Le 28 septembre, c'était au tour de la 40ème division d'Infanterie de monter en ligne. Le 29 septembre, elle prenait pied dans les tranchées des Portes de Fer pour s'en emparer complètement le 3 Octobre. L'attaque se poursuivit ensuite jusqu'au 6 Octobre, pour la prise de Sailly-Saillissel. Cette commune est notée Sailly au Nord-Est de Combles sur la carte ci-dessus. 
Jacques Bordes, lui aussi Tarnais, originaire du Pont-de-l'Arn, âgé de 22 ans, combattait dans la 40ème division au sein de la deuxième compagnie du161ème régiment d'Infanterie surnommé le régiment des Portes de Fer, en référence à cette position allemande si bien défendue. Le 9 octobre, il fut gravement blessé par un éclat d'obus à Sailly-Saillisel, à son poste de guetteur, au cours d'un violent bombardement. On dût le trépaner,  il fut cité à l'ordre de l'Armée et obtint la médaille militaire et la croix de guerre avec une palme de bronze. C'était un cousin germain de mon cousin Elie Raynaud. Afin de rassurer sa famille, je lui rendis visite à l'Hôpital temporaire numéro 112 où il était hospitalisé dans la salle 6. Il ne put retourner au front et fut renvoyé à l'intérieur.


les deux frères, Ernest et René Vidal se retrouvent dans la Somme
Depuis le 16 août 1916, mon frère René se trouvait aussi dans la Somme, le 6ème Régiment d'Infanterie Coloniale étant dans un secteur au Nord-Est d'Assevillers et au Nord  de Belloy-en-Santerre.
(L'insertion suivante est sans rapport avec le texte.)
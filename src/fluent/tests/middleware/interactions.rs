//! Tests for middleware working together in the full stack

use super::super::{
    create_caching_config, create_test_router, get_body_json, get_body_string, get_request,
    post_json,
};
use crate::{FluentRouter, HttpIdempotencyConfig};
use axum::{
    Json, Router,
    body::Body,
    http::{Request, StatusCode, header},
    routing::{get, post},
};
use serde_json::json;
use std::{
    sync::{
        Arc,
        atomic::{AtomicU32, Ordering},
    },
    time::Duration,
};
use tower::ServiceExt;

#[tokio::test]
async fn test_panicking_handler_leaves_no_marker() {
    let calls = Arc::new(AtomicU32::new(0));
    let counter = calls.clone();
    let routes = Router::new().route(
        "/api/flaky",
        post(move || {
            let counter = counter.clone();
            async move {
                if counter.fetch_add(1, Ordering::SeqCst) == 0 {
                    panic!("first attempt fails");
                }
                (StatusCode::CREATED, Json(json!({ "ok": true })))
            }
        }),
    );
    let (app, store) = create_test_router(create_caching_config(), routes).await;
    let store = store.unwrap();

    let response = app
        .clone()
        .oneshot(post_json("/api/flaky", &json!({}), Some("flaky")))
        .await
        .unwrap();
    assert_eq!(response.status(), StatusCode::INTERNAL_SERVER_ERROR);
    assert_eq!(get_body_json(response).await["error_code"], "INTERNAL_ERROR");
    assert_eq!(store.stats().in_flight, 0);
    assert_eq!(store.stats().size, 0);

    let response = app
        .oneshot(post_json("/api/flaky", &json!({}), Some("flaky")))
        .await
        .unwrap();
    assert_eq!(response.status(), StatusCode::CREATED);
    assert_eq!(calls.load(Ordering::SeqCst), 2);
}

#[tokio::test]
async fn test_timed_out_request_leaves_no_marker() {
    let config = create_caching_config().with_request_timeout(Duration::from_millis(50));
    let routes = Router::new().route(
        "/api/slow",
        post(|| async {
            tokio::time::sleep(Duration::from_millis(500)).await;
            "late"
        }),
    );
    let (app, store) = create_test_router(config, routes).await;
    let store = store.unwrap();

    let response = app
        .oneshot(post_json("/api/slow", &json!({}), Some("slow")))
        .await
        .unwrap();
    assert_eq!(response.status(), StatusCode::REQUEST_TIMEOUT);
    assert_eq!(store.stats().in_flight, 0);
    assert_eq!(store.stats().size, 0);
}

#[tokio::test]
async fn test_writes_are_not_tagged_and_reads_are_not_coordinated() {
    let routes = Router::new().route(
        "/api/things",
        get(|| async { Json(json!(["a"])) }).post(|| async { Json(json!({ "id": 1 })) }),
    );
    let (app, store) = create_test_router(create_caching_config(), routes).await;

    let write = app
        .clone()
        .oneshot(post_json("/api/things", &json!({}), Some("w")))
        .await
        .unwrap();
    assert!(write.headers().contains_key("x-idempotency-key"));
    assert!(!write.headers().contains_key(header::ETAG));

    let read = app.oneshot(get_request("/api/things")).await.unwrap();
    assert!(read.headers().contains_key(header::ETAG));
    assert!(!read.headers().contains_key("x-idempotency-key"));
    assert_eq!(store.unwrap().stats().size, 1);
}

#[tokio::test]
async fn test_coordinator_body_limit_applies_before_key_derivation() {
    let config = create_caching_config().with_idempotency_config(
        HttpIdempotencyConfig::default().with_max_body_bytes(64),
    );
    let routes = Router::new().route("/api/upload", post(|body: String| async move { body }));
    let (app, store) = create_test_router(config, routes).await;

    let response = app
        .oneshot(
            Request::builder()
                .method("POST")
                .uri("/api/upload")
                .body(Body::from("x".repeat(128)))
                .unwrap(),
        )
        .await
        .unwrap();
    assert_eq!(response.status(), StatusCode::PAYLOAD_TOO_LARGE);
    assert_eq!(get_body_json(response).await["error_code"], "PAYLOAD_TOO_LARGE");
    assert_eq!(store.unwrap().stats().size, 0);
}

#[tokio::test]
async fn test_replay_carries_request_id_of_the_retry() {
    let routes = Router::new().route("/api/ping", post(|| async { "pong" }));
    let (app, _) = create_test_router(create_caching_config(), routes).await;

    let mut ids = Vec::new();
    for _ in 0..2 {
        let response = app
            .clone()
            .oneshot(post_json("/api/ping", &json!({}), Some("rid")))
            .await
            .unwrap();
        ids.push(response.headers()["x-request-id"].clone());
        assert_eq!(get_body_string(response).await, "pong");
    }
    assert_ne!(ids[0], ids[1]);
}

#[tokio::test]
async fn test_probes_bypass_the_coordinator() {
    let router = FluentRouter::without_state(create_caching_config())
        .unwrap()
        .setup_middleware()
        .await
        .unwrap();
    let store = router.idempotency_store().unwrap();
    let app = router.into_inner();

    let response = app.oneshot(get_request("/live")).await.unwrap();
    assert_eq!(response.status(), StatusCode::OK);
    assert_eq!(store.stats().size, 0);
}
On repère ces communes sur la carte au Sud-Ouest de Péronne.
J'eus le plaisir de le voir les 24, 25 septembre alors qu'il était en réserve à Assevillers, puis le 1er octobre, veille de son départ en repos.



Le 4 Octobre 1916, nous quittions Etinehem, bivouaqués, sous la direction de Monsieur Perot, médecin chef de l'ambulance 1/6 à laquelle nous étions accolés. Nous devions nous rendre à 200 mètres au Sud- Ouest de Maricourt, côte 131, dans un terrain vague sillonné de tranchées. Monsieur Pérot jugeant cet endroit inadapté, nous avait fait avancer vers Maricourt, dans des vergers,  à environ 100 mètres en avant d'un des cimetières et à droite de la gare. Les tentes Bessonneau avaient été transportées le même jour d'Etinehem à Maricourt par camions. Sur la carte du front numéro 10, on repère Maricourt au sud-ouest de Combles. Nous devions y fonctionner du 7 au 15 octobre, en tant qu'ambulances de triage et de blessés intransportables. Durant cette période, nous avions vu passer environ 1600 blessés.



Le 10 octobre, notre médecin chef Dupain ayant été muté, avait été remplacé par le médecin Jules Sottas, médecin major de 1ère classe et le médecin major Huc détaché depuis le 23 septembre à l'ambulance 1/10 avait regagné son ambulance 3/54. Monsieur Dupain partit en permission le 11 octobre pour 3 jours, à l'occasion de la naissance de sa fillette, avant de rejoindre à son retour sa nouvelle affectation à l'ambulance 6/6.


document Ernest Vidal, tous droits réservés.
Avant de quitter l'ambulance 1/10, il avait noté mon appréciation pour le troisième trimestre 1916 sur mon feuillet personnel : "Mérite les mêmes éloges. A cumulé pendant quelques temps les fonctions d'officier gestionnaire et d'officier d'approvisionnement et s'en est fort bien acquitté."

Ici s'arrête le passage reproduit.